# Requirement
In your answer, print each of the records below exactly.

# Given data
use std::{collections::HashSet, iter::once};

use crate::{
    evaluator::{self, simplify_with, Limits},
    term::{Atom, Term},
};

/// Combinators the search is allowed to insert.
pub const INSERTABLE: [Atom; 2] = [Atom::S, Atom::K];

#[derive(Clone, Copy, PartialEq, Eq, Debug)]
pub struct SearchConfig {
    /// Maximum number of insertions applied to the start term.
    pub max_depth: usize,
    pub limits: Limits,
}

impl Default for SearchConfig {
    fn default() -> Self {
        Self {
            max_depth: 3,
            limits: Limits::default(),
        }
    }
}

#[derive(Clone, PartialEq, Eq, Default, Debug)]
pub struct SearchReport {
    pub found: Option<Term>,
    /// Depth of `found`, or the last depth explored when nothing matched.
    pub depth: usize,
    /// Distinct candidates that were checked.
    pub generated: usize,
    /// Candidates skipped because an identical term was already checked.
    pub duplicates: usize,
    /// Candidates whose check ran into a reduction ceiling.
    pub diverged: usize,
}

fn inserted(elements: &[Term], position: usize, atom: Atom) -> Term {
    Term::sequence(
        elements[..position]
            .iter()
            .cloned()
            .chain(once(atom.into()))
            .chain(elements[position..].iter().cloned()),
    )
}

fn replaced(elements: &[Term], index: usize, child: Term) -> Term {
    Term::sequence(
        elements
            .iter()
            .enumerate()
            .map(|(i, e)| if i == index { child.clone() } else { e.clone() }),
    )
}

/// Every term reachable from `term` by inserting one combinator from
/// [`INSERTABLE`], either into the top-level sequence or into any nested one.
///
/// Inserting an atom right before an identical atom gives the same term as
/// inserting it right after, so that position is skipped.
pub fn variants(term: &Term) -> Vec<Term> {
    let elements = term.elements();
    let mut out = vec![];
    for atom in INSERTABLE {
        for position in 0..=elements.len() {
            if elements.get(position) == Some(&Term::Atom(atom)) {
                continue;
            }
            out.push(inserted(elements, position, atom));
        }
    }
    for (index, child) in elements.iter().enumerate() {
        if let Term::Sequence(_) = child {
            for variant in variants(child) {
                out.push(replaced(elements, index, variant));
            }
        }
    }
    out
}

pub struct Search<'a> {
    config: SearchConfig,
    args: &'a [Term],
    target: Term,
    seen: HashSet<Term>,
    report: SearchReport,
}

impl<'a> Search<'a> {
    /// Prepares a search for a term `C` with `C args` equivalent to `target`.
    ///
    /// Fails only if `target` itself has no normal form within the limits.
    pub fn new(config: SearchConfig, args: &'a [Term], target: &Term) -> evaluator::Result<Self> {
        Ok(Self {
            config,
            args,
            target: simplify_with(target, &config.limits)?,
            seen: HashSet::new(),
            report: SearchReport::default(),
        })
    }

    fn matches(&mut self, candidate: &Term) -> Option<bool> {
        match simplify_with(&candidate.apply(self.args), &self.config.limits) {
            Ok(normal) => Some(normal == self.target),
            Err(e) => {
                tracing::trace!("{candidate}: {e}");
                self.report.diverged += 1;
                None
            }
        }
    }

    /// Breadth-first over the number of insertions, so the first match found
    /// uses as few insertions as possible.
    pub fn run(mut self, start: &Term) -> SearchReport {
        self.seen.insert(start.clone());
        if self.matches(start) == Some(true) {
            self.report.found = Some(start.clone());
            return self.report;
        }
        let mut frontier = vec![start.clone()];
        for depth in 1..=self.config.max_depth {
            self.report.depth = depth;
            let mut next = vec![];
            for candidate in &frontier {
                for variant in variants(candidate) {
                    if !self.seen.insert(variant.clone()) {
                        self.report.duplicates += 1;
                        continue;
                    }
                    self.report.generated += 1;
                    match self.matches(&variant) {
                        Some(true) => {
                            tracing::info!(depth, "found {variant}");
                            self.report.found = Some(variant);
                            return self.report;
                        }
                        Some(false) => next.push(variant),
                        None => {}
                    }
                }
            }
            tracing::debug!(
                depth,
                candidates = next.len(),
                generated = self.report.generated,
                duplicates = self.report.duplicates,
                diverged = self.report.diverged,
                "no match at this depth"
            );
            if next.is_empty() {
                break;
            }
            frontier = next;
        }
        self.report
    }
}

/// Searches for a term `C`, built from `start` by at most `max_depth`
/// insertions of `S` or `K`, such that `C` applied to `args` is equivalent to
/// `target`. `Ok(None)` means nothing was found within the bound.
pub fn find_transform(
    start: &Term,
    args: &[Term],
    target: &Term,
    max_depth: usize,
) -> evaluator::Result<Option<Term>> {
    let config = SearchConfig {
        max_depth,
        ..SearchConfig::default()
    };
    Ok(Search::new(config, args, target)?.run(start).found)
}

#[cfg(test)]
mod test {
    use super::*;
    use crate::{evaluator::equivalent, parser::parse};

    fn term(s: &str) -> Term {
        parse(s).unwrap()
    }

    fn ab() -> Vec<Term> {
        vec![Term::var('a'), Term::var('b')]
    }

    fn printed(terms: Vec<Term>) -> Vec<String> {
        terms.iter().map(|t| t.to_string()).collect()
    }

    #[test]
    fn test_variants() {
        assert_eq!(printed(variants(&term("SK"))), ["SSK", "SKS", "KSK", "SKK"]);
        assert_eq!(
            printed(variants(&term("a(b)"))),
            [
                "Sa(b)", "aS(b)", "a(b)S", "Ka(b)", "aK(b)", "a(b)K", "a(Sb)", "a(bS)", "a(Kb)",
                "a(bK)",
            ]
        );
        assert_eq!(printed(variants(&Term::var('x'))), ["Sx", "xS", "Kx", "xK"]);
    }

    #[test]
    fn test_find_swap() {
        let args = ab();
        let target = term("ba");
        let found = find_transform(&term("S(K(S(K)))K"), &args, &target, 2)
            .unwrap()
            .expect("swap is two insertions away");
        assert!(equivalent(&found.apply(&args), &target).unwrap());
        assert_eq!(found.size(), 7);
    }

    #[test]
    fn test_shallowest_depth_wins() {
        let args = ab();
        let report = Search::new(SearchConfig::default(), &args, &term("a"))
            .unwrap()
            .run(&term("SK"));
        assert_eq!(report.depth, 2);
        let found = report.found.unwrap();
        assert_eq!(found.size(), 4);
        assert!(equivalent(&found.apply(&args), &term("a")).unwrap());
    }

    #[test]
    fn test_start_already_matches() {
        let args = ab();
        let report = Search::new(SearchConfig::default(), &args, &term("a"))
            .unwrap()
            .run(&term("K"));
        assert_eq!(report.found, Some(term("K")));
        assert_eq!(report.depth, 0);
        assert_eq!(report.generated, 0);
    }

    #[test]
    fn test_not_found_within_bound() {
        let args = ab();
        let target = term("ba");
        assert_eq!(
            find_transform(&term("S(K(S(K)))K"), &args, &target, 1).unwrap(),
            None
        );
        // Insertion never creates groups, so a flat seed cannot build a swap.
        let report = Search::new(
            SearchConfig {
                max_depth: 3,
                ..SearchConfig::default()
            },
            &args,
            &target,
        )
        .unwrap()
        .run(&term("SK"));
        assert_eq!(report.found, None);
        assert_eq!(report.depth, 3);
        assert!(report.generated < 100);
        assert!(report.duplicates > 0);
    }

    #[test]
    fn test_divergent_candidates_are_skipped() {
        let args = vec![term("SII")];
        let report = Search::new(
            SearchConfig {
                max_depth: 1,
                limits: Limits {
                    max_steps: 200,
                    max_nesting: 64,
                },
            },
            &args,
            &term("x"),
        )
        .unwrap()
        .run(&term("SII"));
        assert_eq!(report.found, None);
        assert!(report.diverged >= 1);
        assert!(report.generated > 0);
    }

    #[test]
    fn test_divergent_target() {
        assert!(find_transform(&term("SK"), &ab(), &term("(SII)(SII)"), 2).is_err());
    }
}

# Solution to the problem
use std::{collections::HashSet, iter::once};

use crate::{
    evaluator::{self, simplify_with, Limits},
    term::{Atom, Term},
};

/// Combinators the search is allowed to insert.
pub const INSERTABLE: [Atom; 2] = [Atom::S, Atom::K];

#[derive(Clone, Copy, PartialEq, Eq, Debug)]
pub struct SearchConfig {
    /// Maximum number of insertions applied to the start term.
    pub max_depth: usize,
    pub limits: Limits,
}

impl Default for SearchConfig {
    fn default() -> Self {
        Self {
            max_depth: 3,
            limits: Limits::default(),
        }
    }
}

#[derive(Clone, PartialEq, Eq, Default, Debug)]
pub struct SearchReport {
    pub found: Option<Term>,
    /// Depth of `found`, or the last depth explored when nothing matched.
    pub depth: usize,
    /// Distinct candidates that were checked.
    pub generated: usize,
    /// Candidates skipped because an identical term was already checked.
    pub duplicates: usize,
    /// Candidates whose check ran into a reduction ceiling.
    pub diverged: usize,
}

fn inserted(elements: &[Term], position: usize, atom: Atom) -> Term {
    Term::sequence(
        elements[..position]
            .iter()
            .cloned()
            .chain(once(atom.into()))
            .chain(elements[position..].iter().cloned()),
    )
}

fn replaced(elements: &[Term], index: usize, child: Term) -> Term {
    Term::sequence(
        elements
            .iter()
            .enumerate()
            .map(|(i, e)| if i == index { child.clone() } else { e.clone() }),
    )
}

/// Every term reachable from `term` by inserting one combinator from
/// [`INSERTABLE`], either into the top-level sequence or into any nested one.
///
/// Inserting an atom right before an identical atom gives the same term as
/// inserting it right after, so that position is skipped.
pub fn variants(term: &Term) -> Vec<Term> {
    let elements = term.elements();
    let mut out = vec![];
    for atom in INSERTABLE {
        for position in 0..=elements.len() {
            if elements.get(position) == Some(&Term::Atom(atom)) {
                continue;
            }
            out.push(inserted(elements, position, atom));
        }
    }
    for (index, child) in elements.iter().enumerate() {
        if let Term::Sequence(_) = child {
            for variant in variants(child) {
                out.push(replaced(elements, index, variant));
            }
        }
    }
    out
}

pub struct Search<'a> {
    config: SearchConfig,
    args: &'a [Term],
    target: Term,
    seen: HashSet<Term>,
    report: SearchReport,
}

impl<'a> Search<'a> {
    /// Prepares a search for a term `C` with `C args` equivalent to `target`.
    ///
    /// Fails only if `target` itself has no normal form within the limits.
    pub fn new(config: SearchConfig, args: &'a [Term], target: &Term) -> evaluator::Result<Self> {
        Ok(Self {
            config,
            args,
            target: simplify_with(target, &config.limits)?,
            seen: HashSet::new(),
            report: SearchReport::default(),
        })
    }

    fn matches(&mut self, candidate: &Term) -> Option<bool> {
        match simplify_with(&candidate.apply(self.args), &self.config.limits) {
            Ok(normal) => Some(normal == self.target),
            Err(e) => {
                tracing::trace!("{candidate}: {e}");
                self.report.diverged += 1;
                None
            }
        }
    }

    /// Breadth-first over the number of insertions, so the first match found
    /// uses as few insertions as possible.
    pub fn run(mut self, start: &Term) -> SearchReport {
        self.seen.insert(start.clone());
        if self.matches(start) == Some(true) {
            self.report.found = Some(start.clone());
            return self.report;
        }
        let mut frontier = vec![start.clone()];
        for depth in 1..=self.config.max_depth {
            self.report.depth = depth;
            let mut next = vec![];
            for candidate in &frontier {
                for variant in variants(candidate) {
                    if !self.seen.insert(variant.clone()) {
                        self.report.duplicates += 1;
                        continue;
                    }
                    self.report.generated += 1;
                    match self.matches(&variant) {
                        Some(true) => {
                            tracing::info!(depth, "found {variant}");
                            self.report.found = Some(variant);
                            return self.report;
                        }
                        Some(false) => next.push(variant),
                        None => {}
                    }
                }
            }
            tracing::debug!(
                depth,
                candidates = next.len(),
                generated = self.report.generated,
                duplicates = self.report.duplicates,
                diverged = self.report.diverged,
                "no match at this depth"
            );
            if next.is_empty() {
                break;
            }
            frontier = next;
        }
        self.report
    }
}

/// Searches for a term `C`, built from `start` by at most `max_depth`
/// insertions of `S` or `K`, such that `C` applied to `args` is equivalent to
/// `target`. `Ok(None)` means nothing was found within the bound.
pub fn find_transform(
    start: &Term,
    args: &[Term],
    target: &Term,
    max_depth: usize,
) -> evaluator::Result<Option<Term>> {
    let config = SearchConfig {
        max_depth,
        ..SearchConfig::default()
    };
    Ok(Search::new(config, args, target)?.run(start).found)
}

#[cfg(test)]
mod test {
    use super::*;
    use crate::{evaluator::equivalent, parser::parse};

    fn term(s: &str) -> Term {
        parse(s).unwrap()
    }

    fn ab() -> Vec<Term> {
        vec![Term::var('a'), Term::var('b')]
    }

    fn printed(terms: Vec<Term>) -> Vec<String> {
        terms.iter().map(|t| t.to_string()).collect()
    }

    #[test]
    fn test_variants() {
        assert_eq!(printed(variants(&term("SK"))), ["SSK", "SKS", "KSK", "SKK"]);
        assert_eq!(
            printed(variants(&term("a(b)"))),
            [
                "Sa(b)", "aS(b)", "a(b)S", "Ka(b)", "aK(b)", "a(b)K", "a(Sb)", "a(bS)", "a(Kb)",
                "a(bK)",
            ]
        );
        assert_eq!(printed(variants(&Term::var('x'))), ["Sx", "xS", "Kx", "xK"]);
    }

    #[test]
    fn test_find_swap() {
        let args = ab();
        let target = term("ba");
        let found = find_transform(&term("S(K(S(K)))K"), &args, &target, 2)
            .unwrap()
            .expect("swap is two insertions away");
        assert!(equivalent(&found.apply(&args), &target).unwrap());
        assert_eq!(found.size(), 7);
    }

    #[test]
    fn test_shallowest_depth_wins() {
        let args = ab();
        let report = Search::new(SearchConfig::default(), &args, &term("a"))
            .unwrap()
            .run(&term("SK"));
        assert_eq!(report.depth, 2);
        let found = report.found.unwrap();
        assert_eq!(found.size(), 4);
        assert!(equivalent(&found.apply(&args), &term("a")).unwrap());
    }

    #[test]
    fn test_start_already_matches() {
        let args = ab();
        let report = Search::new(SearchConfig::default(), &args, &term("a"))
            .unwrap()
            .run(&term("K"));
        assert_eq!(report.found, Some(term("K")));
        assert_eq!(report.depth, 0);
        assert_eq!(report.generated, 0);
    }

    #[test]
    fn test_not_found_within_bound() {
        let args = ab();
        let target = term("ba");
        assert_eq!(
            find_transform(&term("S(K(S(K)))K"), &args, &target, 1).unwrap(),
            None
        );
        // Insertion never creates groups, so a flat seed cannot build a swap.
        let report = Search::new(
            SearchConfig {
                max_depth: 3,
                ..SearchConfig::default()
            },
            &args,
            &target,
        )
        .unwrap()
        .run(&term("SK"));
        assert_eq!(report.found, None);
        assert_eq!(report.depth, 3);
        assert!(report.generated < 100);
        assert!(report.duplicates > 0);
    }

    #[test]
    fn test_divergent_candidates_are_skipped() {
        let args = vec![term("SII")];
        let report = Search::new(
            SearchConfig {
                max_depth: 1,
                limits: Limits {
                    max_steps: 200,
                    max_nesting: 64,
                },
            },
            &args,
            &term("x"),
        )
        .unwrap()
        .run(&term("SII"));
        assert_eq!(report.found, None);
        assert!(report.diverged >= 1);
        assert!(report.generated > 0);
    }

    #[test]
    fn test_divergent_target() {
        assert!(find_transform(&term("SK"), &ab(), &term("(SII)(SII)"), 2).is_err());
    }
}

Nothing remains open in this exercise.